The five pilot/feasibility studies share several limitations that may affect the reliability and validity of their findings. While smaller sample sizes are typical of pilot studies, careful interpretation of the findings is necessary due to the potential for effect size inflation [50]. A high attrition rate with unclear reasons was observed in one study [25], which may further reduce statistical power and generalizability. Additionally, two studies [32, 45] utilized a single-arm design, limiting the ability to draw conclusions about the efficacy of the intervention. To address these issues, future pilot studies should conduct sensitivity analyses to evaluate the robustness of results and implement feasibility measures beyond total attrition rates, such as qualitative interviews on barriers and facilitators to study visits [51]. Understanding these factors can provide actionable insights into improving study design and participant retention.

Moreover, most studies reviewed in this paper specifically recruited PLWH living with neuropathic pain, highlighting the need for future studies to examine how interventions may vary in their effectiveness based on pain type. Chronic pain can manifest as nociceptive or neuropathic, and they differ significantly in their physiological mechanisms and responses to treatments [7]. Future studies should investigate whether interventions are equally effective across these types of pain or if tailored approaches are necessary to address their unique characteristics. For example, psychosocial interventions may more effectively address the emotional and psychological distress associated with neuropathic pain, while physical activities might improve functionality and reduce the severity of nociceptive pain. By tailoring the interventions to the specific type of pain, providers can address individuals’ specific needs and optimize treatment outcomes.

Conclusion

In conclusion, the challenges faced by PLWH and chronic pain highlight the importance of addressing the multifaceted nature of their conditions. In general, psychosocial approaches appear to be beneficial in improving pain-related outcomes in PLWH who experience pain. Complementary and alternative interventions such as yoga, hypnosis, and acupuncture also demonstrated potential but may need more rigorous/randomized trials to have evidence for efficacy. Through this comprehensive review, healthcare providers can hopefully gain insight into the breadth of non-pharmacologic treatments available for PLWH and make informed decisions in selecting treatments that align with individual needs and preferences.

Key References

  • Slawek DE. People living with HIV and the emerging field of chronic pain—what is known about epidemiology, etiology, and management. Curr HIV/AIDS Rep. 2021;18:436–42.

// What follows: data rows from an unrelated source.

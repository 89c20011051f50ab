use std::path::{Path, PathBuf};
use std::sync::RwLock;

use async_trait::async_trait;
use tokio::fs;

use super::{NetdiskCredentials, NetdiskSdk};
use crate::error::{StorageError, StorageResult};

/// Netdisk SDK backed by a locally mounted netdisk directory.
///
/// Remote paths are resolved under `mount_root`. Like the vendor SDK it keeps
/// the last configuration as shared state and refuses transfers before
/// `configure` has been called.
pub struct MountedNetdisk {
    mount_root: PathBuf,
    configured: RwLock<Option<NetdiskCredentials>>,
}

impl MountedNetdisk {
    pub fn new(mount_root: impl Into<PathBuf>) -> Self {
        Self {
            mount_root: mount_root.into(),
            configured: RwLock::new(None),
        }
    }

    fn ensure_configured(&self, operation: &'static str) -> StorageResult<()> {
        let configured = self.configured.read().map_err(|_| StorageError::Netdisk {
            operation,
            message: "configuration lock poisoned".to_string(),
        })?;
        if configured.is_none() {
            return Err(StorageError::Netdisk {
                operation,
                message: "sdk used before configure".to_string(),
            });
        }
        Ok(())
    }

    /// Map an absolute remote path onto the mount. `..` segments never escape it.
    fn mounted_path(&self, remote_path: &str) -> PathBuf {
        let mut path = self.mount_root.clone();
        for segment in remote_path.split('/') {
            match segment {
                "" | "." | ".." => {}
                other => path.push(other),
            }
        }
        path
    }
}

#[async_trait]
impl NetdiskSdk for MountedNetdisk {
    fn configure(&self, credentials: &NetdiskCredentials) -> StorageResult<()> {
        let mut configured = self.configured.write().map_err(|_| StorageError::Netdisk {
            operation: "configure",
            message: "configuration lock poisoned".to_string(),
        })?;
        *configured = Some(credentials.clone());
        tracing::debug!(
            is_svip = credentials.is_svip,
            log_path = %credentials.log_path,
            "Mounted netdisk configured"
        );
        Ok(())
    }

    async fn upload_file(&self, local_path: &Path, remote_path: &str) -> StorageResult<()> {
        self.ensure_configured("upload")?;
        let target = self.mounted_path(remote_path);
        if let Some(parent) = target.parent() {
            fs::create_dir_all(parent).await.map_err(|e| StorageError::Netdisk {
                operation: "upload",
                message: format!("failed to create {}: {}", parent.display(), e),
            })?;
        }
        fs::copy(local_path, &target)
            .await
            .map_err(|e| StorageError::Netdisk {
                operation: "upload",
                message: format!("{} -> {}: {}", local_path.display(), remote_path, e),
            })?;
        Ok(())
    }

    async fn download_file(&self, remote_path: &str, local_path: &Path) -> StorageResult<()> {
        self.ensure_configured("download")?;
        let source = self.mounted_path(remote_path);
        if !fs::try_exists(&source).await.unwrap_or(false) {
            return Err(StorageError::Netdisk {
                operation: "download",
                message: format!("remote file {} does not exist", remote_path),
            });
        }
        fs::copy(&source, local_path)
            .await
            .map_err(|e| StorageError::Netdisk {
                operation: "download",
                message: format!("{} -> {}: {}", remote_path, local_path.display(), e),
            })?;
        Ok(())
    }
}

#[cfg(test)]
mod tests {
    use super::*;
    use tempfile::tempdir;

    fn credentials() -> NetdiskCredentials {
        NetdiskCredentials {
            access_token: "token".to_string(),
            is_svip: true,
            log_path: "logs/netdisk_sdk.log".to_string(),
        }
    }

    #[tokio::test]
    async fn refuses_transfers_before_configure() {
        let mount = tempdir().unwrap();
        let sdk = MountedNetdisk::new(mount.path());

        let result = sdk.upload_file(Path::new("/nope"), "/weights/a.pt").await;
        assert!(matches!(result, Err(StorageError::Netdisk { operation: "upload", .. })));
    }

    #[tokio::test]
    async fn upload_then_download_through_mount() {
        let mount = tempdir().unwrap();
        let work = tempdir().unwrap();
        let sdk = MountedNetdisk::new(mount.path());
        sdk.configure(&credentials()).unwrap();

        let local = work.path().join("demo.pt");
        std::fs::write(&local, b"weights").unwrap();
        sdk.upload_file(&local, "/project/weights/demo.pt").await.unwrap();
        assert!(mount.path().join("project/weights/demo.pt").is_file());

        let back = work.path().join("copy.pt");
        sdk.download_file("/project/weights/demo.pt", &back).await.unwrap();
        assert_eq!(std::fs::read(back).unwrap(), b"weights");
    }

    #[tokio::test]
    async fn download_of_missing_file_fails() {
        let mount = tempdir().unwrap();
        let work = tempdir().unwrap();
        let sdk = MountedNetdisk::new(mount.path());
        sdk.configure(&credentials()).unwrap();

        let result = sdk
            .download_file("/project/weights/missing.pt", &work.path().join("x"))
            .await;
        assert!(matches!(result, Err(StorageError::Netdisk { operation: "download", .. })));
    }

    #[test]
    fn mounted_path_stays_under_root() {
        let sdk = MountedNetdisk::new("/mnt/netdisk");
        assert_eq!(
            sdk.mounted_path("/../../etc/passwd"),
            PathBuf::from("/mnt/netdisk/etc/passwd")
        );
    }
}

    • The paper reviews the current understanding of chronic pain in PLWH and specifically summarizes knowledge on the etiology, epidemiology, and management of chronic pain in this population.

  • Bruce RD, Merlin J, Lum PJ, Ahmed E, Alexander C, Corbett AH, et al. 2017 HIVMA of IDSA clinical practice guideline for the management of chronic pain in patients living with HIV. Clin Infect Dis Off Publ Infect Dis Soc Am. 2017;65:e1–37.

    • The paper providers a comprehensive guideline and recommendations for healthcare providers treating chronic pain in PLWH.

  • Uebelacker LA, Pinkston MM, Busch AM, Baker JV, Anderson B, Caviness CM, et al. HIV-PASS (pain and sadness support): randomized controlled trial of a behavioral health intervention for interference due to pain in people living with HIV, chronic pain, and depression. Psychosom Med. 2023;85:250.

    • A randomized controlled trial that demonstrated the effectiveness of a behavioral health intervention for PLWH who also experience chronic pain and depression.

  • Scott W, Guildford BJ, Badenoch J, Driscoll E, Chilcot J, Norton S, et al. Feasibility randomized-controlled trial of online acceptance and commitment therapy for painful peripheral neuropathy in people living with HIV: The OPEN study. Eur J Pain Lond Engl. 2021;25:1493–507.

    • A randomized controlled trial that demonstrated the feasibility and acceptability of an online ACT-based therapy for chronic pain in PLWH.